Look through the records below for the line with "use maas_bridge::adapters::InMemoryMaas;". Return that line and each one after it up to and including the line with "let maas = bare_machine();", exactly.
Data for the task START
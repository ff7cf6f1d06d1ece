// Copyright (c) 2025 - Cowboy AI, Inc.
//! Test Fixtures for maas-bridge
//!
//! Deterministic MAAS inventories shared by the integration tests. Interface
//! ids are fixed so assertions can name them directly.

#![allow(dead_code)]

use maas_bridge::adapters::InMemoryMaas;
use maas_bridge::domain::{InterfaceType, NetworkInterface, Vlan};

pub const MACHINE_ID: &str = "machine123";
pub const MACHINE_HOSTNAME: &str = "node1";
pub const MACHINE_FQDN: &str = "node1.maas";

pub const ETH0_ID: i64 = 3;
pub const ETH0_MAC: &str = "aa:bb:cc:dd:ee:ff";
pub const ETH1_ID: i64 = 4;
pub const ETH1_MAC: &str = "52:54:00:00:00:02";

pub const BRIDGE_ID: i64 = 10;
pub const BRIDGE_MAC: &str = "52:54:00:00:00:02";

pub fn interface(id: i64, kind: InterfaceType, name: &str, mac: &str) -> NetworkInterface {
    NetworkInterface {
        id,
        interface_type: kind,
        name: name.to_string(),
        mac_address: mac.to_string(),
        vlan: Some(Vlan { id: 5001, vid: 0 }),
        parents: Vec::new(),
        tags: Vec::new(),
        effective_mtu: 1500,
    }
}

/// One machine with two physical NICs and no bridges
pub fn bare_machine() -> InMemoryMaas {
    let maas = InMemoryMaas::new();
    maas.add_machine(MACHINE_ID, MACHINE_HOSTNAME, MACHINE_FQDN);
    maas.insert_interface(
        MACHINE_ID,
        interface(ETH0_ID, InterfaceType::Physical, "eth0", ETH0_MAC),
    );
    maas.insert_interface(
        MACHINE_ID,
        interface(ETH1_ID, InterfaceType::Physical, "eth1", ETH1_MAC),
    );
    maas
}

/// [`bare_machine`] plus an existing bridge `br1` on eth1
pub fn machine_with_bridge() -> InMemoryMaas {
    let maas = bare_machine();
    let mut bridge = interface(BRIDGE_ID, InterfaceType::Bridge, "br1", BRIDGE_MAC);
    bridge.parents = vec!["eth1".to_string()];
    bridge.tags = vec!["existing".to_string()];
    maas.insert_interface(MACHINE_ID, bridge);
    maas
}

/// Machine `m1`: a bridge and a physical NIC sharing one MAC
pub fn machine_m1() -> InMemoryMaas {
    let maas = InMemoryMaas::new();
    maas.add_machine("m1", "m1-host", "m1-host.maas");
    maas.insert_interface("m1", interface(5, InterfaceType::Bridge, "br0", "AA:BB"));
    maas.insert_interface("m1", interface(6, InterfaceType::Physical, "eth0", "AA:BB"));
    maas
}
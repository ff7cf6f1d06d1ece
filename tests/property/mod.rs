// Copyright (c) 2025 - Cowboy AI, Inc.
//! Property-Based Tests Module

mod import_id;
mod resolver;
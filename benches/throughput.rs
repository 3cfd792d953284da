//! Throughput Benchmark for Gibson
//!
//! Measures the store under various workloads: plain and compressible SETs,
//! GETs, numeric adjustments, and prefix walks over a populated trie.

use bytes::Bytes;
use criterion::{black_box, criterion_group, criterion_main, Criterion, Throughput};
use gibson::config::Config;
use gibson::storage::Store;

const NOW: u64 = 1_000_000;

fn bench_store() -> Store {
    Store::new(&Config::default(), NOW)
}

/// Benchmark SET operations
fn bench_set(c: &mut Criterion) {
    let mut group = c.benchmark_group("set");
    group.throughput(Throughput::Elements(1));

    group.bench_function("set_small", |b| {
        let mut store = bench_store();
        let mut i = 0u64;
        b.iter(|| {
            let key = format!("key:{}", i);
            store
                .set(key.as_bytes(), Bytes::from("small_value"), 0, NOW)
                .unwrap();
            i += 1;
        });
    });

    group.bench_function("set_medium", |b| {
        let mut store = bench_store();
        let value = Bytes::from("x".repeat(1024)); // 1KB, below the LZF floor
        let mut i = 0u64;
        b.iter(|| {
            let key = format!("key:{}", i);
            store.set(key.as_bytes(), value.clone(), 0, NOW).unwrap();
            i += 1;
        });
    });

    group.bench_function("set_compressible", |b| {
        let mut store = bench_store();
        let value = Bytes::from("x".repeat(64 * 1024)); // 64KB, LZF kicks in
        let mut i = 0u64;
        b.iter(|| {
            let key = format!("key:{}", i);
            store.set(key.as_bytes(), value.clone(), 0, NOW).unwrap();
            i += 1;
        });
    });

    group.finish();
}

/// Benchmark GET operations against a populated store
fn bench_get(c: &mut Criterion) {
    let mut store = bench_store();
    for i in 0..100_000 {
        let key = format!("key:{}", i);
        let value = format!("value-{}", i);
        store
            .set(key.as_bytes(), Bytes::from(value), 0, NOW)
            .unwrap();
    }

    let mut group = c.benchmark_group("get");
    group.throughput(Throughput::Elements(1));

    group.bench_function("get_hit", |b| {
        let mut i = 0u64;
        b.iter(|| {
            let key = format!("key:{}", i % 100_000);
            black_box(store.get(key.as_bytes(), NOW));
            i += 1;
        });
    });

    group.bench_function("get_miss", |b| {
        b.iter(|| {
            black_box(store.get(b"missing:key", NOW));
        });
    });

    group.finish();
}

/// Benchmark INC over NUMBER items
fn bench_incr(c: &mut Criterion) {
    let mut store = bench_store();
    store.set(b"counter", Bytes::from("0"), 0, NOW).unwrap();

    let mut group = c.benchmark_group("incr");
    group.throughput(Throughput::Elements(1));
    group.bench_function("incr", |b| {
        b.iter(|| {
            black_box(store.incr(b"counter", 1, NOW).unwrap());
        });
    });
    group.finish();
}

/// Benchmark prefix walks over a trie with shared key structure
fn bench_prefix_walk(c: &mut Criterion) {
    let mut store = bench_store();
    for user in 0..100 {
        for field in 0..100 {
            let key = format!("/user/{}/field/{}", user, field);
            store
                .set(key.as_bytes(), Bytes::from("v"), 0, NOW)
                .unwrap();
        }
    }

    let mut group = c.benchmark_group("prefix");

    group.throughput(Throughput::Elements(100));
    group.bench_function("keys_one_user", |b| {
        b.iter(|| {
            black_box(store.keys(b"/user/42/", NOW).unwrap());
        });
    });

    group.throughput(Throughput::Elements(10_000));
    group.bench_function("mcount_all_users", |b| {
        b.iter(|| {
            black_box(store.mcount(b"/user/", NOW).unwrap());
        });
    });

    group.finish();
}

criterion_group!(benches, bench_set, bench_get, bench_incr, bench_prefix_walk);
criterion_main!(benches);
Data for the task END
> _Expected answer_
use maas_bridge::adapters::InMemoryMaas;
use maas_bridge::domain::{InterfaceType, NetworkInterface, Vlan};

pub const MACHINE_ID: &str = "machine123";
pub const MACHINE_HOSTNAME: &str = "node1";
pub const MACHINE_FQDN: &str = "node1.maas";

pub const ETH0_ID: i64 = 3;
pub const ETH0_MAC: &str = "aa:bb:cc:dd:ee:ff";
pub const ETH1_ID: i64 = 4;
pub const ETH1_MAC: &str = "52:54:00:00:00:02";

pub const BRIDGE_ID: i64 = 10;
pub const BRIDGE_MAC: &str = "52:54:00:00:00:02";

pub fn interface(id: i64, kind: InterfaceType, name: &str, mac: &str) -> NetworkInterface {
    NetworkInterface {
        id,
        interface_type: kind,
        name: name.to_string(),
        mac_address: mac.to_string(),
        vlan: Some(Vlan { id: 5001, vid: 0 }),
        parents: Vec::new(),
        tags: Vec::new(),
        effective_mtu: 1500,
    }
}

/// One machine with two physical NICs and no bridges
pub fn bare_machine() -> InMemoryMaas {
    let maas = InMemoryMaas::new();
    maas.add_machine(MACHINE_ID, MACHINE_HOSTNAME, MACHINE_FQDN);
    maas.insert_interface(
        MACHINE_ID,
        interface(ETH0_ID, InterfaceType::Physical, "eth0", ETH0_MAC),
    );
    maas.insert_interface(
        MACHINE_ID,
        interface(ETH1_ID, InterfaceType::Physical, "eth1", ETH1_MAC),
    );
    maas
}

/// [`bare_machine`] plus an existing bridge `br1` on eth1
pub fn machine_with_bridge() -> InMemoryMaas {
    let maas = bare_machine();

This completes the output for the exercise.